Su reflected on this time in his academic career: “Finishing only my freshmen year of undergrad, I barely knew anything about quantum mechanics, or device physics, let alone semiconductors. Regardless, after many talks of my interest in getting involved with his group, Professor Dallesasse allowed me to help characterize some vertical-cavity surface-emitting lasers (VCSELs) that his graduate students were working on. One of Professor Dallesasse's graduate students began to show me how to characterize VCSELs for their light-current-voltage (L-I-V) characteristics, a standard way of benchmarking the performance of a semiconductor laser. As he began to slowly turn the dial on the current meter that increased the injection of electrons into the device, you could begin to see a soft glow of light that was emerging from the top of the device, spontaneous emission, by looking into a CMOS camera. CMOS image detectors let you visualize light in the near-infrared that our eyes typically cannot see. As he began to slowly apply increased current, we reached threshold and suddenly, the soft glow of light that was emitting in all directions focused in a single column of light. It was probably one of the most fascinating experiences I have ever had in my life. It was really in that moment that I knew I wanted to pursue research in optoelectronic devices.”

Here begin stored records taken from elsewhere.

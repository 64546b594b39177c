use bytes::Bytes;
use std::future::Future;

use crate::error::RestoreResult;
use crate::types::LogPosition;

/// Local sink that appends replicated events to the partition log.
pub trait LogReplicationAppender {
    /// Appends `serialized_events`, which end at `to_position`.
    ///
    /// Resolves to a strictly positive value when the events were written. Zero or a
    /// negative value means the append was rejected and nothing was written.
    fn append(
        &self,
        to_position: LogPosition,
        serialized_events: Bytes,
    ) -> impl Future<Output = RestoreResult<i64>> + Send;
}
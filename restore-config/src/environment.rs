use std::fmt;
use std::io::Error;
use std::str::FromStr;

/// Environment variable selecting the runtime environment.
const ENVIRONMENT_ENV_NAME: &str = "APP_ENVIRONMENT";

const PROD_ENV_NAME: &str = "prod";
const STAGING_ENV_NAME: &str = "staging";
const DEV_ENV_NAME: &str = "dev";

/// Runtime environment of the process.
///
/// Decides which configuration file is layered on top of the base one and how
/// tracing output is formatted.
#[derive(Debug, Clone, Copy, PartialEq, Eq)]
pub enum Environment {
    Prod,
    Staging,
    Dev,
}

impl Environment {
    /// Reads the environment from `APP_ENVIRONMENT`, falling back to [`Environment::Prod`].
    pub fn load() -> Result<Environment, Error> {
        match std::env::var(ENVIRONMENT_ENV_NAME) {
            Ok(value) => value.parse(),
            Err(_) => Ok(Environment::Prod),
        }
    }

    /// Exports this environment through `APP_ENVIRONMENT` for the current process.
    pub fn set(&self) {
        // SAFETY: only called during start-up or from test set-up guarded by `Once`.
        unsafe { std::env::set_var(ENVIRONMENT_ENV_NAME, self.as_str()) }
    }

    /// Returns `true` for [`Environment::Prod`] and [`Environment::Staging`].
    pub fn is_prod(&self) -> bool {
        !matches!(self, Environment::Dev)
    }

    pub fn as_str(&self) -> &'static str {
        match self {
            Environment::Prod => PROD_ENV_NAME,
            Environment::Staging => STAGING_ENV_NAME,
            Environment::Dev => DEV_ENV_NAME,
        }
    }
}

impl fmt::Display for Environment {
    fn fmt(&self, f: &mut fmt::Formatter<'_>) -> fmt::Result {
        f.write_str(self.as_str())
    }
}

impl FromStr for Environment {
    type Err = Error;

    fn from_str(raw: &str) -> Result<Self, Self::Err> {
        match raw.trim().to_lowercase().as_str() {
            PROD_ENV_NAME => Ok(Environment::Prod),
            STAGING_ENV_NAME => Ok(Environment::Staging),
            DEV_ENV_NAME => Ok(Environment::Dev),
            other => Err(Error::other(format!(
                "unsupported environment `{other}`, expected one of `{PROD_ENV_NAME}`, `{STAGING_ENV_NAME}` or `{DEV_ENV_NAME}`"
            ))),
        }
    }
}

#[cfg(test)]
mod tests {
    use super::*;

    #[test]
    fn parses_environment_names_case_insensitively() {
        assert_eq!("PROD".parse::<Environment>().unwrap(), Environment::Prod);
        assert_eq!(" staging ".parse::<Environment>().unwrap(), Environment::Staging);
        assert_eq!("dev".parse::<Environment>().unwrap(), Environment::Dev);
        assert!("qa".parse::<Environment>().is_err());
    }

    #[test]
    fn only_dev_is_not_prod_like() {
        assert!(Environment::Prod.is_prod());
        assert!(Environment::Staging.is_prod());
        assert!(!Environment::Dev.is_prod());
        assert_eq!(Environment::Staging.to_string(), "staging");
    }
}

After earning his Ph.D. degree, he wants to pursue a career in an R&D division in industry. He explained “I think at this moment, there's momentum gaining in the laser industry. With newer emerging applications such as 3D sensing for facial recognition software, LIDAR for autonomous driving and even VR applications, I think there could be some very exciting opportunities in the next several of years. Being at SRC TECHCON and receiving the presentation award, as well as so much positive feedback from the company liaisons, it was very motivating and encouraging that I was going in somewhat the right direction. I think it’s very exciting to be in this field right now and I'm anxious to see where I'll end up after graduating. I feel extremely grateful for Professor Dallesasse's guidance and the breadth of knowledge that being in his group has been able to give me. Finding his group my freshmen year of undergrad will probably end up being one of my most fortunate moments in my life and I feel grateful for this university for all that it's been able to help me achieve so far.”
His current research efforts are focused on the many different projects that Professor Dallesasse believes may have strong potential relative to current industry needs, including: GaN-based Mach-Zehnder Modulators; the Transistor-Injected Quantum Cascade Laser (TI-QCL); High-Power Single-Mode Vertical-Cavity Surface-Emitting Lasers (VCSELs); and, the 4CeeD project.
Su noted that “MNTL has been close to a second home for me. There have been a great many people in MNTL, from professors, fellow graduate students, and MNTL cleanroom staff, that have been able to give me a wide perspective of different views on research problems.”